ASSIGNMENT: Once you have located the line containing "default config at" in the material below, return it exactly along with each line after it through the line containing "pub fn load_or_init()".
--- --- ---
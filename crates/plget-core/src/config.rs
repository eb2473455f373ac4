use anyhow::Result;
use serde::{Deserialize, Serialize};
use std::fs;
use std::path::PathBuf;
use std::time::Duration;
use thiserror::Error;

use crate::breaker::CircuitBreaker;
use crate::retry::{ErrorKind, RetryPolicy};

/// Retry policy parameters (`[retry]` section in config.toml).
#[derive(Debug, Clone, PartialEq, Serialize, Deserialize)]
#[serde(default)]
pub struct RetryConfig {
    /// Maximum number of attempts per job (including the first).
    pub max_attempts: u32,
    /// Base delay in seconds for exponential backoff (e.g. 0.25 = 250ms).
    pub base_delay_secs: f64,
    /// Maximum backoff delay in seconds.
    pub max_delay_secs: u64,
    /// Multiplier applied per attempt: delay = base * growth^(attempt-1).
    pub growth_factor: f64,
    /// Perturb each delay by up to ±25%.
    pub jitter: bool,
    /// Error kinds that are worth another attempt.
    pub retryable_kinds: Vec<ErrorKind>,
}

impl Default for RetryConfig {
    fn default() -> Self {
        Self {
            max_attempts: 3,
            base_delay_secs: 1.0,
            max_delay_secs: 60,
            growth_factor: 2.0,
            jitter: true,
            retryable_kinds: vec![
                ErrorKind::Network,
                ErrorKind::QuotaExceeded,
                ErrorKind::Unknown,
            ],
        }
    }
}

/// Circuit breaker parameters (`[breaker]` section in config.toml).
#[derive(Debug, Clone, PartialEq, Serialize, Deserialize)]
#[serde(default)]
pub struct BreakerConfig {
    /// Failed jobs (without an intervening recovery) before the breaker opens.
    pub failure_threshold: u32,
    /// Seconds the breaker stays open before allowing a trial call.
    pub open_timeout_secs: u64,
}

impl Default for BreakerConfig {
    fn default() -> Self {
        Self {
            failure_threshold: 5,
            open_timeout_secs: 60,
        }
    }
}

/// Global configuration loaded from `~/.config/plget/config.toml`.
///
/// Built once and handed to the orchestrator; nothing mutates it afterwards.
#[derive(Debug, Clone, PartialEq, Serialize, Deserialize)]
#[serde(default)]
pub struct PlgetConfig {
    /// Directory downloaded items are written to.
    pub output_dir: PathBuf,
    /// Maximum video height passed to the fetcher (e.g. "1080").
    pub quality: String,
    /// Container/extension for downloaded items.
    pub format: String,
    /// Target name template: `%(playlist_index)03d`, `%(title)s`, `%(ext)s`.
    pub naming_template: String,
    /// Number of jobs fetched in parallel.
    pub concurrency: usize,
    /// Mark a job Skipped when its target file already exists on disk.
    pub skip_existing: bool,
    /// Terminal sessions older than this are garbage-collected.
    pub session_retention_days: u32,
    /// Upper bound on waiting for in-flight jobs after shutdown is requested.
    pub drain_timeout_secs: u64,
    /// Job database path; `None` = `~/.local/state/plget/plget.db`.
    pub database_path: Option<PathBuf>,
    pub retry: RetryConfig,
    pub breaker: BreakerConfig,
}

impl Default for PlgetConfig {
    fn default() -> Self {
        Self {
            output_dir: PathBuf::from("./downloads"),
            quality: "2160".to_string(),
            format: "mp4".to_string(),
            naming_template: "%(playlist_index)03d - %(title)s.%(ext)s".to_string(),
            concurrency: 3,
            skip_existing: true,
            session_retention_days: 30,
            drain_timeout_secs: 300,
            database_path: None,
            retry: RetryConfig::default(),
            breaker: BreakerConfig::default(),
        }
    }
}

/// Upper bound for `retry.max_delay_secs`: one day.
pub const MAX_RETRY_DELAY_SECS: u64 = 86_400;

/// Rejected configuration value.
#[derive(Debug, Error, PartialEq)]
pub enum ConfigError {
    #[error("concurrency must be at least 1")]
    ZeroConcurrency,
    #[error("retry.max_attempts must be at least 1")]
    ZeroAttempts,
    #[error("retry.base_delay_secs must be a finite, non-negative number (got {0})")]
    InvalidBaseDelay(f64),
    #[error("retry.base_delay_secs ({base}) exceeds retry.max_delay_secs ({max})")]
    BaseAboveMax { base: f64, max: u64 },
    #[error("retry.max_delay_secs must be at most {MAX_RETRY_DELAY_SECS} (got {0})")]
    MaxDelayTooLarge(u64),
    #[error("retry.growth_factor must be >= 1.0 (got {0})")]
    InvalidGrowthFactor(f64),
    #[error("breaker.failure_threshold must be at least 1")]
    ZeroFailureThreshold,
    #[error("naming_template must not be empty")]
    EmptyNamingTemplate,
}

impl PlgetConfig {
    /// Check the values the engine relies on. The orchestrator refuses a config that fails this.
    pub fn validate(&self) -> Result<(), ConfigError> {
        if self.concurrency == 0 {
            return Err(ConfigError::ZeroConcurrency);
        }
        let retry = &self.retry;
        if retry.max_attempts == 0 {
            return Err(ConfigError::ZeroAttempts);
        }
        if !retry.base_delay_secs.is_finite() || retry.base_delay_secs < 0.0 {
            return Err(ConfigError::InvalidBaseDelay(retry.base_delay_secs));
        }
        if retry.max_delay_secs > MAX_RETRY_DELAY_SECS {
            return Err(ConfigError::MaxDelayTooLarge(retry.max_delay_secs));
        }
        if retry.base_delay_secs > retry.max_delay_secs as f64 {
            return Err(ConfigError::BaseAboveMax {
                base: retry.base_delay_secs,
                max: retry.max_delay_secs,
            });
        }
        if !retry.growth_factor.is_finite() || retry.growth_factor < 1.0 {
            return Err(ConfigError::InvalidGrowthFactor(retry.growth_factor));
        }
        if self.breaker.failure_threshold == 0 {
            return Err(ConfigError::ZeroFailureThreshold);
        }
        if self.naming_template.trim().is_empty() {
            return Err(ConfigError::EmptyNamingTemplate);
        }
        Ok(())
    }

    /// Retry policy built from the `[retry]` section. Call after `validate`.
    pub fn retry_policy(&self) -> RetryPolicy {
        RetryPolicy::default()
            .with_max_attempts(self.retry.max_attempts)
            .with_delays(
                Duration::from_secs_f64(self.retry.base_delay_secs),
                Duration::from_secs(self.retry.max_delay_secs),
            )
            .with_growth_factor(self.retry.growth_factor)
            .with_jitter(self.retry.jitter)
            .with_retryable(&self.retry.retryable_kinds)
    }

    /// Circuit breaker built from the `[breaker]` section.
    pub fn circuit_breaker(&self) -> CircuitBreaker {
        CircuitBreaker::new(
            self.breaker.failure_threshold,
            Duration::from_secs(self.breaker.open_timeout_secs),
        )
    }

    pub fn drain_timeout(&self) -> Duration {
        Duration::from_secs(self.drain_timeout_secs)
    }

    /// JSON copy of the settings, stored with each session.
    pub fn snapshot(&self) -> serde_json::Value {
        serde_json::to_value(self).unwrap_or(serde_json::Value::Null)
    }

    /// Override file values with `PLGET_*` environment variables. Unparseable values are
    /// logged and ignored.
    pub fn apply_env_overrides(&mut self) {
        self.apply_overrides(|key| std::env::var(key).ok());
    }

    fn apply_overrides(&mut self, lookup: impl Fn(&str) -> Option<String>) {
        if let Some(dir) = lookup("PLGET_OUTPUT_DIR") {
            self.output_dir = PathBuf::from(dir);
        }
        if let Some(raw) = lookup("PLGET_CONCURRENCY") {
            match raw.trim().parse::<usize>() {
                Ok(n) => self.concurrency = n,
                Err(_) => tracing::warn!(value = %raw, "ignoring invalid PLGET_CONCURRENCY"),
            }
        }
        if let Some(quality) = lookup("PLGET_QUALITY") {
            self.quality = quality;
        }
        if let Some(format) = lookup("PLGET_FORMAT") {
            self.format = format;
        }
        if let Some(db) = lookup("PLGET_DATABASE") {
            self.database_path = Some(PathBuf::from(db));
        }
    }
}

pub fn config_path() -> Result<PathBuf> {
    let xdg_dirs = xdg::BaseDirectories::with_prefix("plget")?;
    Ok(xdg_dirs.place_config_file("config.toml")?)
}

/// Write the default configuration to `config_path()` if no file exists yet.
/// Returns the path and whether a new file was written.
pub fn write_default() -> Result<(PathBuf, bool)> {
    let path = config_path()?;
    if path.exists() {
        return Ok((path, false));
    }
    let toml = toml::to_string_pretty(&PlgetConfig::default())?;
    if let Some(parent) = path.parent() {
        fs::create_dir_all(parent)?;
    }
    fs::write(&path, toml)?;
    tracing::info!("created default config at {}", path.display());
    Ok((path, true))
}

/// Load configuration from disk (creating a default file if none exists), then
/// apply environment overrides and validate.
pub fn load_or_init() -> Result<PlgetConfig> {
    let (path, created) = write_default()?;
    let mut cfg = if created {
        PlgetConfig::default()
    } else {
        let data = fs::read_to_string(&path)?;
        toml::from_str(&data)?
    };
    cfg.apply_env_overrides();
    cfg.validate()?;
    Ok(cfg)
}

#[cfg(test)]
mod tests {
    use super::*;
    use std::collections::HashMap;

    #[test]
    fn default_config_values() {
        let cfg = PlgetConfig::default();
        assert_eq!(cfg.concurrency, 3);
        assert_eq!(cfg.retry.max_attempts, 3);
        assert_eq!(cfg.breaker.failure_threshold, 5);
        assert_eq!(cfg.session_retention_days, 30);
        assert!(cfg.validate().is_ok());
    }

    #[test]
    fn config_toml_roundtrip() {
        let cfg = PlgetConfig::default();
        let toml = toml::to_string_pretty(&cfg).unwrap();
        let parsed: PlgetConfig = toml::from_str(&toml).unwrap();
        assert_eq!(parsed, cfg);
    }

    #[test]
    fn partial_toml_falls_back_to_defaults() {
        let toml = r#"
            concurrency = 2
            output_dir = "/srv/media"

            [retry]
            max_attempts = 5
            retryable_kinds = ["network", "quota_exceeded"]

            [breaker]
            open_timeout_secs = 10
        "#;
        let cfg: PlgetConfig = toml::from_str(toml).unwrap();
        assert_eq!(cfg.concurrency, 2);
        assert_eq!(cfg.output_dir, PathBuf::from("/srv/media"));
        assert_eq!(cfg.retry.max_attempts, 5);
        assert_eq!(
            cfg.retry.retryable_kinds,
            vec![ErrorKind::Network, ErrorKind::QuotaExceeded]
        );
        assert!((cfg.retry.base_delay_secs - 1.0).abs() < 1e-9);
        assert_eq!(cfg.breaker.failure_threshold, 5);
        assert_eq!(cfg.breaker.open_timeout_secs, 10);
        assert_eq!(cfg.format, "mp4");
    }

    #[test]
    fn validate_rejects_bad_values() {
        let mut cfg = PlgetConfig::default();
        cfg.concurrency = 0;
        assert_eq!(cfg.validate(), Err(ConfigError::ZeroConcurrency));

        let mut cfg = PlgetConfig::default();
        cfg.retry.max_attempts = 0;
        assert_eq!(cfg.validate(), Err(ConfigError::ZeroAttempts));

        let mut cfg = PlgetConfig::default();
        cfg.retry.base_delay_secs = 120.0;
        assert!(matches!(cfg.validate(), Err(ConfigError::BaseAboveMax { .. })));

        let mut cfg = PlgetConfig::default();
        cfg.retry.base_delay_secs = -1.0;
        assert!(matches!(cfg.validate(), Err(ConfigError::InvalidBaseDelay(_))));

        let mut cfg = PlgetConfig::default();
        cfg.retry.growth_factor = 0.5;
        assert!(matches!(
            cfg.validate(),
            Err(ConfigError::InvalidGrowthFactor(_))
        ));

        let mut cfg = PlgetConfig::default();
        cfg.breaker.failure_threshold = 0;
        assert_eq!(cfg.validate(), Err(ConfigError::ZeroFailureThreshold));
    }

    #[test]
    fn absurd_max_delay_is_rejected() {
        let mut cfg = PlgetConfig::default();
        cfg.retry.max_delay_secs = u64::MAX;
        cfg.retry.max_attempts = 200;
        assert_eq!(cfg.validate(), Err(ConfigError::MaxDelayTooLarge(u64::MAX)));

        cfg.retry.max_delay_secs = MAX_RETRY_DELAY_SECS;
        assert!(cfg.validate().is_ok());
        let delay = cfg.retry_policy().compute_delay(150);
        assert!(delay <= Duration::from_secs_f64(MAX_RETRY_DELAY_SECS as f64 * 1.25));
    }

    #[test]
    fn env_overrides_apply_and_ignore_garbage() {
        let env: HashMap<&str, &str> = [
            ("PLGET_OUTPUT_DIR", "/tmp/out"),
            ("PLGET_CONCURRENCY", "not-a-number"),
            ("PLGET_QUALITY", "720"),
            ("PLGET_DATABASE", "/tmp/plget.db"),
        ]
        .into_iter()
        .collect();
        let mut cfg = PlgetConfig::default();
        cfg.apply_overrides(|k| env.get(k).map(|v| v.to_string()));
        assert_eq!(cfg.output_dir, PathBuf::from("/tmp/out"));
        assert_eq!(cfg.concurrency, 3);
        assert_eq!(cfg.quality, "720");
        assert_eq!(cfg.format, "mp4");
        assert_eq!(cfg.database_path, Some(PathBuf::from("/tmp/plget.db")));
    }

    #[test]
    fn retry_policy_reflects_config() {
        let mut cfg = PlgetConfig::default();
        cfg.retry.max_attempts = 4;
        cfg.retry.jitter = false;
        cfg.retry.retryable_kinds = vec![ErrorKind::Network];
        let policy = cfg.retry_policy();
        assert_eq!(policy.max_attempts(), 4);
        assert!(!policy.jitter());
        assert!(policy.is_retryable(ErrorKind::Network));
        assert!(!policy.is_retryable(ErrorKind::Unknown));
    }
}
--- --- ---
TASK SOLUTION:
    tracing::info!("created default config at {}", path.display());
    Ok((path, true))
}

/// Load configuration from disk (creating a default file if none exists), then
/// apply environment overrides and validate.
pub fn load_or_init() -> Result<PlgetConfig> {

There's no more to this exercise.